----- Data extract
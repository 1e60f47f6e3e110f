//! Login-item registration.
//!
//! Registers or unregisters the running executable as a session login item.
//! Callers persist the `launch_at_login` flag only after the OS call
//! succeeds, so the stored flag and the actual registration state stay in
//! sync.

use anyhow::{Context, Result};
use auto_launch::AutoLaunchBuilder;

/// Name the login item is registered under.
pub const APP_NAME: &str = "Fetchbar";

/// Register (or unregister) the current executable as a login item.
pub fn set_enabled(enable: bool) -> Result<()> {
    let exe = std::env::current_exe().context("Could not determine executable path")?;

    let auto = AutoLaunchBuilder::new()
        .set_app_name(APP_NAME)
        .set_app_path(&exe.to_string_lossy())
        .build()
        .context("Failed to build login item manager")?;

    if enable {
        auto.enable().context("Failed to register login item")?;
    } else {
        auto.disable().context("Failed to unregister login item")?;
    }

    Ok(())
}
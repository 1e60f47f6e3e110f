//! Modal dialogs via AppleScript.
//!
//! The app has no windows of its own, so prompts and warnings are shown
//! through `osascript`. Dialogs are modal for the user but must not stall
//! the event loop: the refresh timer keeps firing while a prompt is open.
//! Each dialog therefore runs on its own thread and reports back over a
//! channel, the same shape as the fetch worker.

use anyhow::{Context, Result};
use std::process::Command;
use std::sync::mpsc::{channel, Receiver};
use std::thread;

/// The outcome of a prompt: `Ok(Some(text))` on Save, `Ok(None)` on Cancel.
pub type PromptReply = Result<Option<String>>;

/// Escape a string for safe interpolation into AppleScript.
///
/// Replaces backslashes and double quotes with their escaped forms
/// to prevent AppleScript injection.
fn escape_applescript(s: &str) -> String {
    s.replace('\\', "\\\\").replace('"', "\\\"")
}

/// AppleScript for a text-input dialog that prints only the entered text.
fn prompt_script(title: &str, message: &str, default: &str) -> String {
    format!(
        r#"text returned of (display dialog "{}" with title "{}" default answer "{}" buttons {{"Cancel", "Save"}} default button "Save")"#,
        escape_applescript(message),
        escape_applescript(title),
        escape_applescript(default),
    )
}

/// AppleScript for a warning alert with a single OK button.
fn warning_script(title: &str, message: &str) -> String {
    format!(
        r#"display alert "{}" message "{}" as warning"#,
        escape_applescript(title),
        escape_applescript(message),
    )
}

/// Run a script and capture its stdout.
///
/// osascript exits non-zero when the user cancels a dialog; that maps to
/// `Ok(None)`.
fn run_script(script: &str) -> PromptReply {
    let output = Command::new("osascript")
        .arg("-e")
        .arg(script)
        .output()
        .context("Failed to run osascript")?;

    if !output.status.success() {
        return Ok(None);
    }

    let text = String::from_utf8_lossy(&output.stdout)
        .trim_end_matches('\n')
        .to_string();
    Ok(Some(text))
}

/// Show a text prompt pre-filled with `default` without blocking the caller.
///
/// The dialog runs on its own thread; the returned receiver yields exactly
/// one reply once it is dismissed.
pub fn prompt_text(title: &str, message: &str, default: &str) -> Receiver<PromptReply> {
    let script = prompt_script(title, message, default);
    let (tx, rx) = channel();
    thread::spawn(move || {
        let _ = tx.send(run_script(&script));
    });
    rx
}

/// Show a warning alert without blocking the caller.
pub fn show_warning(title: &str, message: &str) {
    let script = warning_script(title, message);
    thread::spawn(move || {
        if let Err(e) = run_script(&script) {
            eprintln!("[fetchbar] Could not show warning: {:#}", e);
        }
    });
}
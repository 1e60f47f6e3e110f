//! Persisted settings for fetchbar.
//!
//! Reads and writes `~/.fetchbar/settings.toml`. Each field is independent
//! and updates happen through read-modify-write helpers so the file is the
//! single source of truth between accesses.

use anyhow::{Context, Result};
use serde::{Deserialize, Serialize};
use std::fs;
use std::path::{Path, PathBuf};

/// Timer period used when no interval is stored or the stored value is
/// zero or negative.
pub const DEFAULT_REFRESH_INTERVAL: u64 = 60;

/// The three persisted settings.
#[derive(Debug, Clone, Default, PartialEq, Serialize, Deserialize)]
#[serde(default)]
pub struct Settings {
    /// URL to fetch. Stored verbatim, never validated at save time.
    pub fetch_url: Option<String>,
    /// Refresh interval in seconds. Stored as entered, may be non-positive.
    pub refresh_interval: Option<i64>,
    /// Whether the app is registered as a login item.
    pub launch_at_login: bool,
}

impl Settings {
    /// The configured URL, treating empty or whitespace-only strings as unset.
    pub fn url(&self) -> Option<&str> {
        self.fetch_url
            .as_deref()
            .map(str::trim)
            .filter(|s| !s.is_empty())
    }

    /// The timer period in seconds: the stored value when positive,
    /// otherwise [`DEFAULT_REFRESH_INTERVAL`].
    pub fn effective_interval(&self) -> u64 {
        match self.refresh_interval {
            Some(secs) if secs > 0 => secs as u64,
            _ => DEFAULT_REFRESH_INTERVAL,
        }
    }

    /// Parse settings from a TOML string.
    ///
    /// Missing fields use their defaults due to `#[serde(default)]`.
    pub fn from_toml(toml_str: &str) -> Result<Settings> {
        let settings: Settings = toml::from_str(toml_str)?;
        Ok(settings)
    }
}

/// Parse user input from the refresh-interval prompt.
///
/// Returns the entered integer (surrounding whitespace allowed), or `None`
/// when the input is not a plain integer — in which case settings and timer
/// must stay unchanged.
pub fn parse_interval_input(input: &str) -> Option<i64> {
    input.trim().parse::<i64>().ok()
}

/// File-backed settings store with an explicit path so tests can point it
/// at a temporary directory.
#[derive(Debug, Clone)]
pub struct SettingsStore {
    path: PathBuf,
}

impl SettingsStore {
    /// Create a store backed by the given file path.
    pub fn new(path: impl Into<PathBuf>) -> Self {
        Self { path: path.into() }
    }

    /// Create a store at the default location: `~/.fetchbar/settings.toml`.
    pub fn at_default_location() -> Result<Self> {
        let home = dirs::home_dir().context("Could not determine home directory")?;
        Ok(Self::new(home.join(".fetchbar").join("settings.toml")))
    }

    /// Path to the backing file.
    pub fn path(&self) -> &Path {
        &self.path
    }

    /// Load settings from disk.
    ///
    /// - Missing file returns defaults.
    /// - Unreadable file or invalid TOML logs a warning and returns defaults.
    pub fn load(&self) -> Settings {
        if !self.path.exists() {
            return Settings::default();
        }

        match fs::read_to_string(&self.path) {
            Ok(contents) => Settings::from_toml(&contents).unwrap_or_else(|e| {
                eprintln!(
                    "[fetchbar] Warning: Invalid TOML in {}: {}, using default settings",
                    self.path.display(),
                    e
                );
                Settings::default()
            }),
            Err(e) => {
                eprintln!(
                    "[fetchbar] Warning: Could not read {}: {}, using default settings",
                    self.path.display(),
                    e
                );
                Settings::default()
            }
        }
    }

    /// Write settings atomically (temp file + rename).
    pub fn save(&self, settings: &Settings) -> Result<()> {
        if let Some(parent) = self.path.parent() {
            fs::create_dir_all(parent)
                .with_context(|| format!("Failed to create directory: {:?}", parent))?;
        }

        let toml_str = toml::to_string_pretty(settings).context("Failed to serialize settings")?;
        let temp_path = self.path.with_extension("toml.tmp");

        fs::write(&temp_path, &toml_str)
            .with_context(|| format!("Failed to write temp file: {:?}", temp_path))?;
        fs::rename(&temp_path, &self.path)
            .with_context(|| format!("Failed to rename temp file to {:?}", self.path))?;

        Ok(())
    }

    /// Persist a new fetch URL verbatim.
    pub fn set_url(&self, url: &str) -> Result<Settings> {
        let mut settings = self.load();
        settings.fetch_url = Some(url.to_string());
        self.save(&settings)?;
        Ok(settings)
    }

    /// Persist a new refresh interval as entered.
    pub fn set_refresh_interval(&self, secs: i64) -> Result<Settings> {
        let mut settings = self.load();
        settings.refresh_interval = Some(secs);
        self.save(&settings)?;
        Ok(settings)
    }

    /// Persist the launch-at-login flag.
    pub fn set_launch_at_login(&self, enabled: bool) -> Result<Settings> {
        let mut settings = self.load();
        settings.launch_at_login = enabled;
        self.save(&settings)?;
        Ok(settings)
    }
}
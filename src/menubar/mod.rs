//! Menubar module for fetchbar.
//!
//! Owns the tray icon, the refresh timer, and the settings prompts.

#[cfg(target_os = "macos")]
pub mod app;

#[cfg(target_os = "macos")]
pub mod menu;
----------
Return all lines in the entries above that carry the word "thread".

▶ [Response]:
//! Each dialog therefore runs on its own thread and reports back over a
use std::thread;
/// The dialog runs on its own thread; the returned receiver yields exactly
    thread::spawn(move || {
    thread::spawn(move || {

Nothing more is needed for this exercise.